SOURCE DATA: Begin

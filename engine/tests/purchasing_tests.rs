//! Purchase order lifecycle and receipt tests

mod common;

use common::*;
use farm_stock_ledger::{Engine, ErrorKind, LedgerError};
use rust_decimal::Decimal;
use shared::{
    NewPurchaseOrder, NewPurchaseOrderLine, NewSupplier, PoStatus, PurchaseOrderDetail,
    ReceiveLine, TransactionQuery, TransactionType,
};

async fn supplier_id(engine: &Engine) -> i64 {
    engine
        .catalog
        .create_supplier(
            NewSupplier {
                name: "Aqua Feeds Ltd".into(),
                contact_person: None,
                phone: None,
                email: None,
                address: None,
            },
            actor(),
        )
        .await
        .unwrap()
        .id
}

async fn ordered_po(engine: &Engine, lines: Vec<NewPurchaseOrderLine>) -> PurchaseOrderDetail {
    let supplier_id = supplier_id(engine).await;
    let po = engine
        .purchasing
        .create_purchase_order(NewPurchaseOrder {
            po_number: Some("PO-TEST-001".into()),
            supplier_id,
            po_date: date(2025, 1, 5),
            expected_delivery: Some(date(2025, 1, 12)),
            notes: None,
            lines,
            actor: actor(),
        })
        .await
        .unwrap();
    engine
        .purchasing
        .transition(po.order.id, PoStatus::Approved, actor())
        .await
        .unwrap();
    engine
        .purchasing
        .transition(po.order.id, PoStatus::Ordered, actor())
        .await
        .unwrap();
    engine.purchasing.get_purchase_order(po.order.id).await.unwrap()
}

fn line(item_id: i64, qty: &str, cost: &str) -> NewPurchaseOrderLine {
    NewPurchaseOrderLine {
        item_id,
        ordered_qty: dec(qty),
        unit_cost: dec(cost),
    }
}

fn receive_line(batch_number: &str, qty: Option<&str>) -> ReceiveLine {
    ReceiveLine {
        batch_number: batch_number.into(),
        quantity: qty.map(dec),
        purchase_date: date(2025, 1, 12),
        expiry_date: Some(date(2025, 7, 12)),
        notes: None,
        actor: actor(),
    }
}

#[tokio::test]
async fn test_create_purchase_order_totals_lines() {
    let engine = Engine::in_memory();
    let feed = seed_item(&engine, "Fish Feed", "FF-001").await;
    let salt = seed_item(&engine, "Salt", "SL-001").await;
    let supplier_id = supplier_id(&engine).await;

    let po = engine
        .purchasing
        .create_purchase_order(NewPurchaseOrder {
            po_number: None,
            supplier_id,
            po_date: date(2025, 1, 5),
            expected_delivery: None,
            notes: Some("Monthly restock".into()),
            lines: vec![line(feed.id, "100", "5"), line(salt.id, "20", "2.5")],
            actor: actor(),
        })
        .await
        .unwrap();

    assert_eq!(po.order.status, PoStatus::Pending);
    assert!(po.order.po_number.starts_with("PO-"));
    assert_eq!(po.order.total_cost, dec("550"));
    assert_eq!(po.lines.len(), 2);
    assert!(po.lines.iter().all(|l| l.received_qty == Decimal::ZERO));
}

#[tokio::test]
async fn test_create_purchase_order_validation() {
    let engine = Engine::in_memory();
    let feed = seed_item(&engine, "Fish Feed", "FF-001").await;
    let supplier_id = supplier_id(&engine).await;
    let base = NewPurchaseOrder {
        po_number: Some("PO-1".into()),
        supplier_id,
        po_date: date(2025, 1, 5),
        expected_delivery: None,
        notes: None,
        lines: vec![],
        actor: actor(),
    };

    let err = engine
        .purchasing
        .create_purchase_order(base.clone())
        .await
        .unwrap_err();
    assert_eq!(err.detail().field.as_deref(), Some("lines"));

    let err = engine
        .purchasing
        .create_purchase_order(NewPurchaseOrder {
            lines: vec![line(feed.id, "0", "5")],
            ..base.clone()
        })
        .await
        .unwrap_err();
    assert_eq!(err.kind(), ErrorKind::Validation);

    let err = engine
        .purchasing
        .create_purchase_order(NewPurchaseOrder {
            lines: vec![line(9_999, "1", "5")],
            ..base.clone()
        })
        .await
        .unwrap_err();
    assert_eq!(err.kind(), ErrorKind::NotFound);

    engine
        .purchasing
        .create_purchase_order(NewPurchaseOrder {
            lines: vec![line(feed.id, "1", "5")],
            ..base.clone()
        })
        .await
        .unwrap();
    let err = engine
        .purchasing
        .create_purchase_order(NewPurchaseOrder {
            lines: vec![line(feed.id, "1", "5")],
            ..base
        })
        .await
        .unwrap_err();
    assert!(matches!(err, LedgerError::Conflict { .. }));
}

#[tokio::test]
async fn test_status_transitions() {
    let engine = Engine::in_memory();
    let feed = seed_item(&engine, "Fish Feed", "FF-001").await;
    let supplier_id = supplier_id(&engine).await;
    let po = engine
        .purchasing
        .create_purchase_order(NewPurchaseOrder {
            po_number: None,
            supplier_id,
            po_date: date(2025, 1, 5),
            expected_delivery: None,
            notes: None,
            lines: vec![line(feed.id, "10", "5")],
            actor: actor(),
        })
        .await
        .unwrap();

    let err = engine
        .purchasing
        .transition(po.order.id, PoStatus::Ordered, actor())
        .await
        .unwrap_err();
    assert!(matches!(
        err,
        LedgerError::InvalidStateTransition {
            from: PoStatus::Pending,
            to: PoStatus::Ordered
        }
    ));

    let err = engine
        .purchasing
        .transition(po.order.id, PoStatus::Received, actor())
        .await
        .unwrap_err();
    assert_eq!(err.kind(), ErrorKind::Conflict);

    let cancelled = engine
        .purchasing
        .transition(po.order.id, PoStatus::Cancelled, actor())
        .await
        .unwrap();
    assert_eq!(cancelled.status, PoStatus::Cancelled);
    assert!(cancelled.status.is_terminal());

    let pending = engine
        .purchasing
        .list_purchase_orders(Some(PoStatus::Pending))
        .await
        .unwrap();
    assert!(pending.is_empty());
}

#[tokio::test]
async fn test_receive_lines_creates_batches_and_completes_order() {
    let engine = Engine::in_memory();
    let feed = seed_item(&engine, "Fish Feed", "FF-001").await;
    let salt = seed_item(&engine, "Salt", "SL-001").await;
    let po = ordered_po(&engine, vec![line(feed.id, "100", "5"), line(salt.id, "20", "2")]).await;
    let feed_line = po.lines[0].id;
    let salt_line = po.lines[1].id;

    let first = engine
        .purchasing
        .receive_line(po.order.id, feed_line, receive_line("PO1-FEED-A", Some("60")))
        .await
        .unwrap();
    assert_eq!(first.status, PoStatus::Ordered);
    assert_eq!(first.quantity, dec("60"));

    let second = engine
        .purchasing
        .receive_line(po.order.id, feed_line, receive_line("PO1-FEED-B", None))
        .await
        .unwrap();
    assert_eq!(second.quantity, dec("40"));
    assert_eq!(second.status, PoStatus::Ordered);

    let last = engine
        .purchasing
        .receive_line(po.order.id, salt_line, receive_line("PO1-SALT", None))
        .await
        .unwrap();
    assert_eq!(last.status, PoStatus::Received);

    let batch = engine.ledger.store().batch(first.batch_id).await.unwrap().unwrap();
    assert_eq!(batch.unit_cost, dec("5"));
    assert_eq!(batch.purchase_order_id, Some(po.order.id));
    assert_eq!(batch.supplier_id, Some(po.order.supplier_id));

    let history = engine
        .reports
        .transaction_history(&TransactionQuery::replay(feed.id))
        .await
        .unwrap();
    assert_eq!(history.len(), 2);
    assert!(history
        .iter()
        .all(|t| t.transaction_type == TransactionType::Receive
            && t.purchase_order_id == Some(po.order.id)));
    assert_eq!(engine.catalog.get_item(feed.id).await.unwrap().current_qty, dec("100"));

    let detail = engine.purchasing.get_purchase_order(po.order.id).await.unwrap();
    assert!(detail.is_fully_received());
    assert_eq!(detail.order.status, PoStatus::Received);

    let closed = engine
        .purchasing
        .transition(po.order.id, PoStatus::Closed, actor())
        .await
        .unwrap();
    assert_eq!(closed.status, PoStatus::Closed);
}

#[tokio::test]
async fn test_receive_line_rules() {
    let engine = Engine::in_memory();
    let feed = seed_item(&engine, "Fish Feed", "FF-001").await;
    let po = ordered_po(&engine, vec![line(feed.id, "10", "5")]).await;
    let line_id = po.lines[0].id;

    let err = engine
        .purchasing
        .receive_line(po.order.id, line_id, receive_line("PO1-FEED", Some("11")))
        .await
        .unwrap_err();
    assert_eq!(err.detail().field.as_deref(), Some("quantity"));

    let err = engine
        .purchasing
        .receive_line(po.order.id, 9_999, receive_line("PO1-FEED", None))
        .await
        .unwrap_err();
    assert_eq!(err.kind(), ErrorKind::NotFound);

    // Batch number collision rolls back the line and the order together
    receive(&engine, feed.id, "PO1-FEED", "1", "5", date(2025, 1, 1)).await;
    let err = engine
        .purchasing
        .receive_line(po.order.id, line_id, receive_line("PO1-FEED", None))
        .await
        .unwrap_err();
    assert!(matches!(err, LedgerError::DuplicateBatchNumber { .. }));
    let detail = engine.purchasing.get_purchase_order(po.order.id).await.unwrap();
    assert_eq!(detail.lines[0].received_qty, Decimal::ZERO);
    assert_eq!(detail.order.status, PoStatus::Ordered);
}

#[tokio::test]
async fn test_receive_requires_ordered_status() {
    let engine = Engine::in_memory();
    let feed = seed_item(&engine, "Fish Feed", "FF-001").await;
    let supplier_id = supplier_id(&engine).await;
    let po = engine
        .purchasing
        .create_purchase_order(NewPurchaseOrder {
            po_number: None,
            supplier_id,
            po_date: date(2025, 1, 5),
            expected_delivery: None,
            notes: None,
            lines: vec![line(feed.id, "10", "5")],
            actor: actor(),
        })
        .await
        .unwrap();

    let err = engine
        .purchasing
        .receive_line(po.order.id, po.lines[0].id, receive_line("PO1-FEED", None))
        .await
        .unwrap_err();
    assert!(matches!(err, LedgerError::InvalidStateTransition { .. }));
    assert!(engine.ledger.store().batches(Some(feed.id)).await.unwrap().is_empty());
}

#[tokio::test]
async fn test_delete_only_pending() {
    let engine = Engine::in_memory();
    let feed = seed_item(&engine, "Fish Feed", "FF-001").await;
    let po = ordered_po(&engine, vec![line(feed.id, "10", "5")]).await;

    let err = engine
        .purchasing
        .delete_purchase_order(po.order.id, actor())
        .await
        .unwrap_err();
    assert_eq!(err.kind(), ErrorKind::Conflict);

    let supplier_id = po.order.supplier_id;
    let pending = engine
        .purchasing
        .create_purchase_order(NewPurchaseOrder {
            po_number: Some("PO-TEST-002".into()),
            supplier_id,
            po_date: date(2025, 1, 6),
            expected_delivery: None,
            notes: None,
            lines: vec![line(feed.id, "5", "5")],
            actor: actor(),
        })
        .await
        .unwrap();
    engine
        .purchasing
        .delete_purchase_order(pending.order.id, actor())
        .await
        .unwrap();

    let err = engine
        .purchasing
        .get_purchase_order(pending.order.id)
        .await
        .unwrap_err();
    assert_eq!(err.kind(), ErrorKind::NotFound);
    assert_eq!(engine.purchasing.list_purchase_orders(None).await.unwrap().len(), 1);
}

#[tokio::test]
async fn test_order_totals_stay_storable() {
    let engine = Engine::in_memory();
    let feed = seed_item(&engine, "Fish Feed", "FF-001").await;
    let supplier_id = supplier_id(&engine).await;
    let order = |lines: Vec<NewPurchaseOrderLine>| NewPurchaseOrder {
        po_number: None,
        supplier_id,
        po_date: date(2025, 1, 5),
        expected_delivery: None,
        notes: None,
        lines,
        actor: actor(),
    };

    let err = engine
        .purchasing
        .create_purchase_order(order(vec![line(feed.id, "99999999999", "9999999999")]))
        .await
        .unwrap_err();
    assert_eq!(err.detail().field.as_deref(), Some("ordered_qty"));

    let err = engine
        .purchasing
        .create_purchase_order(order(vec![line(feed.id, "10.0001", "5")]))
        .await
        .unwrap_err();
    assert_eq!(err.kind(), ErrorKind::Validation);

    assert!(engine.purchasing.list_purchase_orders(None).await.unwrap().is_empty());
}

SOURCE DATA: End

• **GOAL OF THE EXERCISE**:
From the records above, return each line where "NewSupplier" occurs.

• **ANSWER FOR THE TASK**:
    NewPurchaseOrder, NewPurchaseOrderLine, NewSupplier, PoStatus, PurchaseOrderDetail,
            NewSupplier {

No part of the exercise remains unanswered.